Fenomena merebaknya penjualan rokok ilegal di dunia maya, sebenarnya hampir sama dengan kasus pinjol maupun judol.

Dalam kasus pinjol, tingginya pengguna pinjaman dilandasi untuk memenuhi keinginan pragmatis. Contohnya, banyak yang meminjam hanya untuk memuaskan life style (gaya hidup) belaka dibandingkan untuk digunakan bisnis yang sustainability (berkelanjutan).

Jika dana pinjaman digunakan untuk usaha yang berkelanjutan maka selain dapat memberi keuntungan, peminjam tersebut tidak akan lupa atas kewajibannya untuk membayar utang.

Sama dengan judol, tingginya pemakai judol yang notabene hampir sama dengan jumlah perokok aktif di Indonesia. Alih-alih mendapatkan untung besar dari perjudian, justru masyarakat maupun negara banyak menerima kerugian atas bisnis haram tersebut.

Tidak mengherankan jika ada kasus anggota masyarakat yang depresi hingga bunuh diri diakibatkan pinjol dan judol. Triliunan rupiah raib diambil oleh para bandar judi yang notabene banyak tinggal di luar negara Indonesia. Fenomena ini secara tidak langsung juga memberikan efek kerugian bagi negara.

Hal ini pun juga berlaku sama dengan peredaran rokok ilegal melalui media daring. Potensi hilangnya pendapatan negara secara sia-sia, dapat terjadi jika tidak ditanggulangi secara komprehensif.

Sekalipun regulasi sudah melarang penjualannya, akan tetapi dunia maya adalah dunia yang tidak bertuan, artinya semua pihak yang ada dalam ruang virtual tersebut tidak diketahui secara pasti apakah memang asli atau palsu.

Oknum pelaku usaha dapat memanipulasi keberadaan dirinya di lokapasar maupun media sosial. Berbagai macam cara muslihat dilakukan dengan menggunakan akun palsu, nama domain palsu, dan sejenisnya. Hal ini tentu saja demi mengelabui aparat penegak hukum yang secara mencarinya.
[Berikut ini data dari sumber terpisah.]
//! Markdown summary generation
//!
//! This module generates human-readable markdown summaries of a harvest,
//! one section per batch, including each batch's failure list.

use crate::crawler::BatchReport;
use crate::output::OutputResult;
use std::fs::File;
use std::io::Write;
use std::path::Path;

/// Writes a markdown summary of `reports` to `output_path`
///
/// # Arguments
///
/// * `reports` - The finished batches, in the order they ran
/// * `output_path` - Path where the markdown file should be written
///
/// # Returns
///
/// * `Ok(())` - Successfully wrote markdown summary
/// * `Err(OutputError)` - Failed to write summary
pub fn generate_markdown_summary(reports: &[BatchReport], output_path: &Path) -> OutputResult<()> {
    let markdown = format_markdown_summary(reports);

    let mut file = File::create(output_path)?;
    file.write_all(markdown.as_bytes())?;

    Ok(())
}

/// Formats finished batches as markdown
pub fn format_markdown_summary(reports: &[BatchReport]) -> String {
    let mut md = String::new();

    md.push_str("# Article Harvest Summary\n\n");

    let total_records: usize = reports.iter().map(|r| r.records.len()).sum();
    let total_failures: usize = reports.iter().map(|r| r.failures.len()).sum();
    md.push_str(&format!("- **Jobs**: {}\n", reports.len()));
    md.push_str(&format!("- **Records**: {}\n", total_records));
    md.push_str(&format!("- **Failed Articles**: {}\n\n", total_failures));

    for report in reports {
        push_report(&mut md, report);
    }

    md.push_str("---\n\n");
    md.push_str(&format!(
        "*Generated by article-harvest at {}*\n",
        chrono::Utc::now().to_rfc3339()
    ));

    md
}

fn push_report(md: &mut String, report: &BatchReport) {
    let stats = report.stats();

    md.push_str(&format!("## Job `{}`\n\n", report.job));
    md.push_str(&format!(
        "- **Started**: {}\n",
        report.started_at.to_rfc3339()
    ));
    md.push_str(&format!("- **Duration**: {:.1} seconds\n", stats.elapsed_secs));
    if let Some(error) = &report.resolution_error {
        md.push_str(&format!("- **Listing resolution failed**: {}\n", error));
    }
    md.push('\n');

    md.push_str("| Metric | Count |\n");
    md.push_str("|--------|-------|\n");
    md.push_str(&format!("| Listing pages | {} |\n", stats.listing_pages));
    md.push_str(&format!("| Discovered | {} |\n", stats.discovered));
    md.push_str(&format!("| Extracted | {} |\n", stats.extracted));
    md.push_str(&format!("| Skipped | {} |\n", stats.skipped));
    md.push_str(&format!("| Failed | {} |\n\n", stats.failed));

    if !report.records.is_empty() {
        md.push_str("### Records\n\n");
        for record in &report.records {
            md.push_str(&format!(
                "- [{}]({}) ({} image(s))\n",
                record.title,
                record.url,
                record.images.len()
            ));
        }
        md.push('\n');
    }

    if !report.failures.is_empty() {
        md.push_str("### Failed Articles\n\n");
        md.push_str("| URL | Reason |\n");
        md.push_str("|-----|--------|\n");
        for failure in &report.failures {
            md.push_str(&format!(
                "| {} | {} |\n",
                failure.url,
                failure.reason.replace('|', "\\|")
            ));
        }
        md.push('\n');
    }
}
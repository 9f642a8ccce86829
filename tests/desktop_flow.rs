use deskwm_lib::geometry::{Color, Point, Rect, Size};
use deskwm_lib::input_handler::{InputEvent, Key, MouseButton};
use deskwm_lib::popup::Popup;
use deskwm_lib::state::window::{Window, WindowState};
use deskwm_lib::surface::{DrawOp, MonospaceMetrics, RecordingSurface};
use deskwm_lib::{Application, DesktopConfig};

fn desktop() -> Application {
    Application::new(&DesktopConfig::default(), Size::new(1600, 1200))
}

fn left(x: i32, y: i32) -> InputEvent {
    InputEvent::press(MouseButton::Left, x, y)
}

fn right(x: i32, y: i32) -> InputEvent {
    InputEvent::press(MouseButton::Right, x, y)
}

fn send(app: &mut Application, events: &[InputEvent]) {
    for event in events {
        app.handle_event(event);
    }
}

/// Click a row of the open main menu by index
fn click_menu_row(app: &mut Application, index: usize) -> Point {
    let row = match app.menus().top() {
        Some(Popup::MainMenu(menu)) => menu.option_rect(index).center(),
        other => panic!("expected main menu on top, got {:?}", other.map(|p| p.kind())),
    };
    app.handle_event(&left(row.x, row.y));
    row
}

#[test]
fn test_two_new_windows_with_distinct_titles() {
    let mut app = desktop();
    send(&mut app, &[InputEvent::ctrl('n'), InputEvent::ctrl('n')]);

    let titles: Vec<String> = app.windows().iter().map(|w| w.title.clone()).collect();
    assert_eq!(titles, vec!["Main Window", "Window 2", "Window 3"]);
}

#[test]
fn test_context_menu_opens_at_click_and_closes_on_outside_click() {
    let mut app = desktop();
    send(&mut app, &[InputEvent::ctrl('n'), InputEvent::ctrl('n')]);

    let top = app.windows().topmost().unwrap();
    let (top_id, click) = (top.id(), top.rect().center());
    app.handle_event(&right(click.x, click.y));

    assert_eq!(app.menus().len(), 1);
    match app.menus().top() {
        Some(Popup::MainMenu(menu)) => {
            assert_eq!(menu.rect().top_left(), click);
            assert_eq!(menu.target(), top_id);
        }
        other => panic!("expected main menu, got {:?}", other.map(|p| p.kind())),
    }

    // Far corner of the desktop, above the taskbar
    app.handle_event(&left(5, 5));
    assert!(app.menus().is_empty());
    // The outside click only closed the menu; nothing got selected
    assert_eq!(app.selected(), None);
}

#[test]
fn test_new_option_six_times_paginates() {
    let mut app = desktop();
    app.handle_event(&right(150, 150));
    for _ in 0..6 {
        click_menu_row(&mut app, 2);
    }

    let options: Vec<String> = app
        .windows()
        .topmost()
        .unwrap()
        .dynamic_options()
        .iter()
        .map(|o| o.name.clone())
        .collect();
    assert_eq!(options.len(), 6);
    assert_eq!(options[5], "Option 6");

    match app.menus().top() {
        Some(Popup::MainMenu(menu)) => {
            assert!(menu.has_multiple_pages());
            assert_eq!(menu.total_pages(), 2);
            assert_eq!(menu.current_page(), 1);
        }
        other => panic!("expected main menu, got {:?}", other.map(|p| p.kind())),
    }
    assert_eq!(app.menus().len(), 1);
}

#[test]
fn test_right_click_pops_one_level() {
    let mut app = desktop();
    app.handle_event(&right(150, 150));
    click_menu_row(&mut app, 1);
    assert_eq!(app.menus().kinds(), vec!["MainMenu", "Help"]);

    app.handle_event(&right(700, 500));
    assert_eq!(app.menus().kinds(), vec!["MainMenu"]);
    app.handle_event(&right(160, 160));
    assert!(app.menus().is_empty());
}

#[test]
fn test_editing_an_option_renames_it() {
    let mut app = desktop();
    app.handle_event(&right(150, 150));
    click_menu_row(&mut app, 2);
    click_menu_row(&mut app, 3);
    assert_eq!(app.menus().kinds(), vec!["MainMenu", "EditablePopup"]);

    let editor = app.menus().top().unwrap().rect();
    app.handle_event(&left(editor.x + 10, editor.y + 10));
    for _ in 0.."Option 1".len() {
        app.handle_event(&InputEvent::key(Key::Backspace));
    }
    for ch in "Notes".chars() {
        app.handle_event(&InputEvent::key(Key::Char(ch)));
    }
    app.handle_event(&InputEvent::key(Key::Enter));

    let window = app.windows().topmost().unwrap();
    assert_eq!(window.dynamic_options()[0].name, "Notes");
}

#[test]
fn test_rgb_slider_recolors_target_live() {
    let mut app = desktop();
    app.handle_event(&right(150, 150));
    let at = click_menu_row(&mut app, 0);
    assert_eq!(app.menus().kinds(), vec!["MainMenu", "RGBProperties"]);

    let slider = match app.menus().top() {
        Some(Popup::Rgb(rgb)) => rgb.slider_rect(0),
        _ => panic!("rgb popup missing"),
    };
    assert_eq!(slider.top_left(), Point::new(at.x + 20, at.y + 60));

    send(
        &mut app,
        &[
            left(slider.x + 5, slider.y + 5),
            InputEvent::motion(slider.right(), slider.y + 5),
            InputEvent::release(MouseButton::Left, slider.right(), slider.y + 5),
        ],
    );
    let color = app.windows().topmost().map(|w| w.color);
    assert_eq!(color, Some(Color::rgb(255, 100, 250)));
}

#[test]
fn test_drag_moves_window_and_selects_it() {
    let mut app = desktop();
    let main = app.windows().topmost().unwrap().id();
    send(
        &mut app,
        &[
            left(150, 110),
            InputEvent::motion(250, 210),
            InputEvent::release(MouseButton::Left, 250, 210),
            InputEvent::motion(400, 400),
        ],
    );
    assert_eq!(app.selected(), Some(main));
    assert_eq!(app.windows().get(main).unwrap().rect(), Rect::new(200, 200, 300, 200));
}

#[test]
fn test_minimize_to_taskbar_and_restore() {
    let mut app = desktop();
    let main = app.windows().topmost().unwrap();
    let (id, button) = (main.id(), main.minimize_button().center());

    app.handle_event(&left(button.x, button.y));
    assert_eq!(app.taskbar().windows(), &[id]);
    assert_eq!(app.windows().get(id).unwrap().state(), WindowState::Minimized);

    let taskbar_button = app.taskbar().button_rect(0).center();
    app.handle_event(&left(taskbar_button.x, taskbar_button.y));
    assert!(app.taskbar().windows().is_empty());
    let restored = app.windows().get(id).unwrap();
    assert_eq!(restored.state(), WindowState::Normal);
    assert_eq!(restored.rect(), Rect::new(100, 100, 300, 200));
}

#[test]
fn test_minimize_click_selects_overlapped_window_below() {
    let mut app = desktop();
    let main = app.windows().topmost().unwrap().id();
    let covering = app.windows_mut().spawn_window("Covering", Rect::new(50, 150, 300, 200));
    let button = app.windows().get(covering).unwrap().minimize_button().center();
    assert!(app.windows().get(main).unwrap().rect().contains(button));

    app.handle_event(&left(button.x, button.y));
    assert_eq!(app.taskbar().windows(), &[covering]);
    assert_eq!(app.selected(), Some(main));
    assert_eq!(app.windows().topmost().unwrap().id(), main);
}

#[test]
fn test_resize_rescales_windows_and_taskbar() {
    let mut app = desktop();
    app.handle_event(&InputEvent::Resize {
        width: 1600,
        height: 600,
    });
    assert_eq!(app.screen().size, Size::new(1600, 600));
    assert_eq!(app.windows().topmost().map(|w| w.rect()), Some(Rect::new(200, 100, 600, 200)));
    assert_eq!(app.taskbar().rect(), Rect::new(0, 560, 1600, 40));

    // Shrinking floors at the minimum window size
    app.handle_event(&InputEvent::Resize {
        width: 400,
        height: 300,
    });
    let rect = app.windows().topmost().map(|w| w.rect());
    assert_eq!(rect, Some(Rect::new(50, 50, 200, 150)));
}

#[test]
fn test_fullscreen_toggle_round_trip() {
    let mut app = desktop();
    app.handle_event(&InputEvent::ctrl('f'));
    assert!(app.is_fullscreen());
    assert_eq!(app.screen().size, Size::new(1600, 1200));
    assert_eq!(app.taskbar().rect(), Rect::new(0, 1160, 1600, 40));
    assert_eq!(app.windows().topmost().map(|w| w.rect()), Some(Rect::new(200, 200, 600, 400)));

    app.handle_event(&InputEvent::ctrl('F'));
    assert!(!app.is_fullscreen());
    assert_eq!(app.screen().size, Size::new(800, 600));
    assert_eq!(app.windows().topmost().map(|w| w.rect()), Some(Rect::new(100, 100, 300, 200)));
}

#[test]
fn test_popups_close_when_target_minimized() {
    let mut app = desktop();
    send(
        &mut app,
        &[left(150, 150), InputEvent::release(MouseButton::Left, 150, 150), right(150, 150)],
    );
    click_menu_row(&mut app, 1);
    assert_eq!(app.menus().len(), 2);

    app.handle_event(&InputEvent::ctrl('w'));
    app.update();
    assert!(app.menus().is_empty());
    assert_eq!(app.taskbar().windows().len(), 1);
}

#[test]
fn test_frame_draws_background_windows_popups_taskbar() {
    let mut app = desktop();
    let mut surface = RecordingSurface::new(MonospaceMetrics::default());
    app.frame(vec![right(150, 150), InputEvent::motion(250, 172)], &mut surface);

    assert_eq!(
        surface.ops.first(),
        Some(&DrawOp::Fill {
            rect: Rect::new(0, 0, 800, 600),
            color: Color::rgb(30, 30, 30),
            style: deskwm_lib::surface::RectStyle::FILL,
        })
    );

    let window = surface.position_of_text("Main Window");
    let menu = surface.position_of_text("RGB");
    let taskbar = surface.ops.iter().position(|op| {
        matches!(op, DrawOp::Fill { color, rect, .. }
            if *color == Color::rgb(50, 50, 50) && *rect == Rect::new(0, 560, 800, 40))
    });
    assert!(window.is_some() && menu.is_some() && taskbar.is_some());
    assert!(window < menu);
    assert!(menu < taskbar);

    // Cursor rests over the first row: it is highlighted
    let row = Rect::new(160, 160, 180, 25);
    assert!(surface.ops.iter().any(|op| matches!(op,
        DrawOp::Fill { rect, color, .. } if *rect == row && *color == Color::rgb(150, 150, 150))));
}
// Input handler module: the desktop's event model and the
// translation from terminal events into it

pub mod terminal;
pub mod types;

pub use terminal::EventTranslator;
pub use types::*;
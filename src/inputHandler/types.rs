// Input events delivered to the desktop once per frame

use crate::geometry::Point;
use serde::{Deserialize, Serialize};

/// Mouse buttons the desktop distinguishes
#[derive(Debug, Clone, Copy, PartialEq, Eq, Serialize, Deserialize)]
pub enum MouseButton {
    /// Button 1: drag, select, activate menu items
    Left,
    /// Button 2: ignored
    Middle,
    /// Button 3: open the context menu or step back through popups
    Right,
}

impl MouseButton {
    /// Conventional 1-based button number
    pub fn number(&self) -> u8 {
        match self {
            MouseButton::Left => 1,
            MouseButton::Middle => 2,
            MouseButton::Right => 3,
        }
    }
}

/// Keys the desktop reacts to
#[derive(Debug, Clone, Copy, PartialEq, Eq, Serialize, Deserialize)]
pub enum Key {
    /// A printable character
    Char(char),
    Enter,
    Backspace,
    /// Anything else (arrows, function keys...)
    Other,
}

/// Modifier keys held during a key press
#[derive(Debug, Clone, Copy, Default, PartialEq, Eq, Serialize, Deserialize)]
pub struct Modifiers {
    pub ctrl: bool,
    pub shift: bool,
    pub alt: bool,
}

impl Modifiers {
    pub const NONE: Modifiers = Modifiers {
        ctrl: false,
        shift: false,
        alt: false,
    };
    pub const CTRL: Modifiers = Modifiers {
        ctrl: true,
        shift: false,
        alt: false,
    };
    pub const SHIFT: Modifiers = Modifiers {
        ctrl: false,
        shift: true,
        alt: false,
    };
}

/// One discrete event from the host
#[derive(Debug, Clone, Copy, PartialEq, Eq, Serialize, Deserialize)]
#[serde(tag = "type")]
pub enum InputEvent {
    Quit,
    KeyDown { key: Key, modifiers: Modifiers },
    Resize { width: i32, height: i32 },
    MouseButtonDown { button: MouseButton, pos: Point },
    MouseButtonUp { button: MouseButton, pos: Point },
    MouseMotion { pos: Point },
}

impl InputEvent {
    /// Cursor position carried by mouse events
    pub fn position(&self) -> Option<Point> {
        match self {
            InputEvent::MouseButtonDown { pos, .. }
            | InputEvent::MouseButtonUp { pos, .. }
            | InputEvent::MouseMotion { pos } => Some(*pos),
            _ => None,
        }
    }

    /// Left button press at `pos`
    pub fn is_left_press(&self) -> Option<Point> {
        match self {
            InputEvent::MouseButtonDown {
                button: MouseButton::Left,
                pos,
            } => Some(*pos),
            _ => None,
        }
    }

    pub fn is_left_release(&self) -> bool {
        matches!(
            self,
            InputEvent::MouseButtonUp {
                button: MouseButton::Left,
                ..
            }
        )
    }

    pub fn key(key: Key) -> Self {
        InputEvent::KeyDown {
            key,
            modifiers: Modifiers::NONE,
        }
    }

    pub fn ctrl(ch: char) -> Self {
        InputEvent::KeyDown {
            key: Key::Char(ch),
            modifiers: Modifiers::CTRL,
        }
    }

    pub fn press(button: MouseButton, x: i32, y: i32) -> Self {
        InputEvent::MouseButtonDown {
            button,
            pos: Point::new(x, y),
        }
    }

    pub fn release(button: MouseButton, x: i32, y: i32) -> Self {
        InputEvent::MouseButtonUp {
            button,
            pos: Point::new(x, y),
        }
    }

    pub fn motion(x: i32, y: i32) -> Self {
        InputEvent::MouseMotion {
            pos: Point::new(x, y),
        }
    }
}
Persoalan memecahkan solusi terkait peredaran rokok ilegal tidak hanya bergantung kepada aspek substansi (peraturan) hukum saja.

Struktur (aparat penegak) hukum dan budaya hukum di masyarakat juga harus dioptimalkan dalam menyelesaikan masalah patgulipat rokok ilegal di pasar gelap. Bukankah begitu?